+++ Available records +++
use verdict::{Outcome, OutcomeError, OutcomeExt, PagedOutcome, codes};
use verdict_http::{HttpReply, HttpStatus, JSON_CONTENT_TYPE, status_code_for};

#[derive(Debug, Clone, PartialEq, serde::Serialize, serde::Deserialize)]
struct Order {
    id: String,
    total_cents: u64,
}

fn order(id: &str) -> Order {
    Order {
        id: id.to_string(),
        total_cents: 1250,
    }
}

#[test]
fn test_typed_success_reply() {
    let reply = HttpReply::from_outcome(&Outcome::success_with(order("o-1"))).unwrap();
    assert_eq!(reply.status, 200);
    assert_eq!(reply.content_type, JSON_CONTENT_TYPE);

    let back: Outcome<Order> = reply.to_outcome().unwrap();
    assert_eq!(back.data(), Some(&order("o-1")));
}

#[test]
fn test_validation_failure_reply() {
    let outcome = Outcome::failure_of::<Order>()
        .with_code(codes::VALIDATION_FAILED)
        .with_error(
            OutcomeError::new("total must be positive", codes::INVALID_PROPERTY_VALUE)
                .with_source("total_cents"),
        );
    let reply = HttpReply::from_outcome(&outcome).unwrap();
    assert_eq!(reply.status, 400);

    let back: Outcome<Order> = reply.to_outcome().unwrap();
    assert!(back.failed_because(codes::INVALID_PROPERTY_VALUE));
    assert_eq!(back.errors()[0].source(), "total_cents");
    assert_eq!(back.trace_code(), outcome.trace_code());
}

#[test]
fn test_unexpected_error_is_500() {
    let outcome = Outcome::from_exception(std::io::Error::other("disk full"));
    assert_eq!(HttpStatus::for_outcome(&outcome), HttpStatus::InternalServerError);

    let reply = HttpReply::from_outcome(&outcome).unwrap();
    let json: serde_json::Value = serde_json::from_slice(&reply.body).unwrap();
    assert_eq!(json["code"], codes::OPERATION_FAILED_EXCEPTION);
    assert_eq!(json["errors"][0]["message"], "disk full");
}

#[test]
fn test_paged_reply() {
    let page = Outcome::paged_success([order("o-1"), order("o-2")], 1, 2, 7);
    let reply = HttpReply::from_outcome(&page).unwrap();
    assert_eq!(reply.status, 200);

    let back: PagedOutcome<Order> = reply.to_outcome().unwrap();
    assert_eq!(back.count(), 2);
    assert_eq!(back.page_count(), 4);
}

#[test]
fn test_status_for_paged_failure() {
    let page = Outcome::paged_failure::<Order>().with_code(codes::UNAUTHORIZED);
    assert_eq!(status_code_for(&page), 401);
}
+++
+++ Available records +++
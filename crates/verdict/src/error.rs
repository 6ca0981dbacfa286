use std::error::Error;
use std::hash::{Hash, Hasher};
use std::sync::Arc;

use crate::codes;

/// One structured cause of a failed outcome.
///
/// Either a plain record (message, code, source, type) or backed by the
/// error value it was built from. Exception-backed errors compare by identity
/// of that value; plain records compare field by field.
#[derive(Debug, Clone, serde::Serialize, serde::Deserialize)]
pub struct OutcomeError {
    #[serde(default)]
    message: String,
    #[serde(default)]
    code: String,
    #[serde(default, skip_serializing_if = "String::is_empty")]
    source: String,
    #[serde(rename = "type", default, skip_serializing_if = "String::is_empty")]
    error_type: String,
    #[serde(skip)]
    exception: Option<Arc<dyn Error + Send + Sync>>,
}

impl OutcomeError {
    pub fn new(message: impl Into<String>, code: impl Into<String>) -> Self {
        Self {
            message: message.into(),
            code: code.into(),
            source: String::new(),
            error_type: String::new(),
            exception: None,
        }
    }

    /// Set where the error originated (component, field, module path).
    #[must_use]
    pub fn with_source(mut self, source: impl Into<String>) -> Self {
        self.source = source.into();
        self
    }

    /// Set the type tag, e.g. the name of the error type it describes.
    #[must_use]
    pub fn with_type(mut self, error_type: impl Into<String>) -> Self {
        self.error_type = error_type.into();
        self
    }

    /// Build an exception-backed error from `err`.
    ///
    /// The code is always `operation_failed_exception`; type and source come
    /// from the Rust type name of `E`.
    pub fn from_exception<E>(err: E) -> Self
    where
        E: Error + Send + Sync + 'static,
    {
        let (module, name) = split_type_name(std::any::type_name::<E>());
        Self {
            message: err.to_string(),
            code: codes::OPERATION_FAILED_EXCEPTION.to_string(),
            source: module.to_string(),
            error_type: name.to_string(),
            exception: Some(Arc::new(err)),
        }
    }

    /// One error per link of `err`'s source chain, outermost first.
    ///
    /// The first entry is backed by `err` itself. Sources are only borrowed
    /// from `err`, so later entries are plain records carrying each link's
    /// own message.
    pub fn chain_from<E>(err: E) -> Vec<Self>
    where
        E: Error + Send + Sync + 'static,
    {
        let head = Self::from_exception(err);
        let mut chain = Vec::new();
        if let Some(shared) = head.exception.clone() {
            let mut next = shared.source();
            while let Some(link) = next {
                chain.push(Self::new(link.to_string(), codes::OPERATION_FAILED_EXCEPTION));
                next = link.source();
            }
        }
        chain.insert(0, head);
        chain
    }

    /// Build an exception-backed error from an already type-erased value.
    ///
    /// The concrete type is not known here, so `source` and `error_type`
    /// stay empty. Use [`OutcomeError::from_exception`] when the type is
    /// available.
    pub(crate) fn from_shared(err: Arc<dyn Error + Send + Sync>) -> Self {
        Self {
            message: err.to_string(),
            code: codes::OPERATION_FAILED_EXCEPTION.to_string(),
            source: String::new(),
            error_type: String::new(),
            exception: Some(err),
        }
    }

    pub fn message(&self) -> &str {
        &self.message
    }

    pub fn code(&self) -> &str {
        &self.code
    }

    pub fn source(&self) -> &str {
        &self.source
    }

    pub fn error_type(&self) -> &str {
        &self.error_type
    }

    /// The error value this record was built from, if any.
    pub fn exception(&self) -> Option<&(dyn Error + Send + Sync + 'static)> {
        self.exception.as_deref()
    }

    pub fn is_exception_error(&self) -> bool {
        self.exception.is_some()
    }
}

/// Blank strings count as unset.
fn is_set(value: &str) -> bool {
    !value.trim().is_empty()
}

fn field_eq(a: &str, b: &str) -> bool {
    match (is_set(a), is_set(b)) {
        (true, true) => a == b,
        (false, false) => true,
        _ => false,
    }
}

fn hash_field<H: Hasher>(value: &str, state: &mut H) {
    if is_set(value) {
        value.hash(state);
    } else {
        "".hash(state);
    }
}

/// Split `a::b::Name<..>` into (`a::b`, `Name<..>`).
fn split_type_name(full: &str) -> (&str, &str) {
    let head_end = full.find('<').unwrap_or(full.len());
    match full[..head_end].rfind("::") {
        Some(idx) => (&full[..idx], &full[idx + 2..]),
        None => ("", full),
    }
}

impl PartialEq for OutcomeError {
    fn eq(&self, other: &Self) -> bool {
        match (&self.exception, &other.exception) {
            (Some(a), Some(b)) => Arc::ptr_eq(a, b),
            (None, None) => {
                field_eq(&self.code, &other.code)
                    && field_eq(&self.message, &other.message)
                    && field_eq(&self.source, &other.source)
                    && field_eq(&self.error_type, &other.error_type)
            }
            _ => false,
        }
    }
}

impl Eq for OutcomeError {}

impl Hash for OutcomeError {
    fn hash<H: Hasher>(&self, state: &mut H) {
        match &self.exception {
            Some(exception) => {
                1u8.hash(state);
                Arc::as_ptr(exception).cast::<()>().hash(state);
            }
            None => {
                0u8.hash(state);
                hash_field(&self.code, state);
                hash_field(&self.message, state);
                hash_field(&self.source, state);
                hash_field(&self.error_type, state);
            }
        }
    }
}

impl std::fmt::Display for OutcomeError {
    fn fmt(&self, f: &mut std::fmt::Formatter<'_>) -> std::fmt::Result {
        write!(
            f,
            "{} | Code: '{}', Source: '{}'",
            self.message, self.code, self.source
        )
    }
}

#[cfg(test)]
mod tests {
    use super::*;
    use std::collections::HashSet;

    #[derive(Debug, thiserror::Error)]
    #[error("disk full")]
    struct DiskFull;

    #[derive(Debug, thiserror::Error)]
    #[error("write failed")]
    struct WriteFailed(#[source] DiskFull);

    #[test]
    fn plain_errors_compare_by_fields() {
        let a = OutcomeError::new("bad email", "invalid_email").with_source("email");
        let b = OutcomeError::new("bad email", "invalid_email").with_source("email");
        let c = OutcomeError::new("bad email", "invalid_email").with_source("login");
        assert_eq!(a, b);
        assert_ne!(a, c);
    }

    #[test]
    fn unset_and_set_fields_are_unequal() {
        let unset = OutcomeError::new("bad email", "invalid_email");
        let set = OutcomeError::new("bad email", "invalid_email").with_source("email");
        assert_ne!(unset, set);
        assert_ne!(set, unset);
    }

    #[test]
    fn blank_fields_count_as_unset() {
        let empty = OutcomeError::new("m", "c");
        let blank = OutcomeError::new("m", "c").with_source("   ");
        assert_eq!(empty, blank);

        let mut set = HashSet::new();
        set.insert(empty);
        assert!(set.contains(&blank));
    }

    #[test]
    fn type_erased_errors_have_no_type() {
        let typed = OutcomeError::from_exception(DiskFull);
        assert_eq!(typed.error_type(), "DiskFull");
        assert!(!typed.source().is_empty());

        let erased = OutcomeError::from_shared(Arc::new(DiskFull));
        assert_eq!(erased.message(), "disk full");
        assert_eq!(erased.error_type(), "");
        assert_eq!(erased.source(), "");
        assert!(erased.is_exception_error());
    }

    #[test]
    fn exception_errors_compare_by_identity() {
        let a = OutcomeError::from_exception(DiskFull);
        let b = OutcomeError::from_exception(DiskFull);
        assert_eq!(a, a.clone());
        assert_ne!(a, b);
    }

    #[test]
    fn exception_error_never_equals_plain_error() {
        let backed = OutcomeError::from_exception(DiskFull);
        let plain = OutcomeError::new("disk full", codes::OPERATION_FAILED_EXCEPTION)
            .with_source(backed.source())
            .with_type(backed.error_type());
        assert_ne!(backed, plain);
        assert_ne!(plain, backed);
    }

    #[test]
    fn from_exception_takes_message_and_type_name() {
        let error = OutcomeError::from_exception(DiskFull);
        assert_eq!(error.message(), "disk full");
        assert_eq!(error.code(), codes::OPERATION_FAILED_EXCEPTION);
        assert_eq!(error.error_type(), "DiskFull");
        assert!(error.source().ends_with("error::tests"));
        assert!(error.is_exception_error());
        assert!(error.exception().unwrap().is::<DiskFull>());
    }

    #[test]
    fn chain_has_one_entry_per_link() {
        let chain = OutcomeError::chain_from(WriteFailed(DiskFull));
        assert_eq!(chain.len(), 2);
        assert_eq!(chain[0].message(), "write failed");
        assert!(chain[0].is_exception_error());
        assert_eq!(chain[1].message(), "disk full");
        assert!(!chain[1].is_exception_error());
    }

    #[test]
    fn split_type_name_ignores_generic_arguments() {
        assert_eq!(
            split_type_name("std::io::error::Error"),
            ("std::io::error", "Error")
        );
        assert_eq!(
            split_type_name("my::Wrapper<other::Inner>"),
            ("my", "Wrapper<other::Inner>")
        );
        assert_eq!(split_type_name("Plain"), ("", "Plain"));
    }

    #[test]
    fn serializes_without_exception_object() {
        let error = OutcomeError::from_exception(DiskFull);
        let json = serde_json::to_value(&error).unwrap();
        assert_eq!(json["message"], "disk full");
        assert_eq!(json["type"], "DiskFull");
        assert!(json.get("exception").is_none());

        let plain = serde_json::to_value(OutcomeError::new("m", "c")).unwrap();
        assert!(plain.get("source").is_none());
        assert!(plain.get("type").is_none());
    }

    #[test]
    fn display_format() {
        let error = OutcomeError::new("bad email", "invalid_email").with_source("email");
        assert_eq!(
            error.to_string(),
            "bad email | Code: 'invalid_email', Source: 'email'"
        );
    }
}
+++
Within the material above, find the lines that contain the word "derive"; copy them.

#[derive(Debug, Clone, PartialEq, serde::Serialize, serde::Deserialize)]
#[derive(Debug, Clone, serde::Serialize, serde::Deserialize)]
    #[derive(Debug, thiserror::Error)]
    #[derive(Debug, thiserror::Error)]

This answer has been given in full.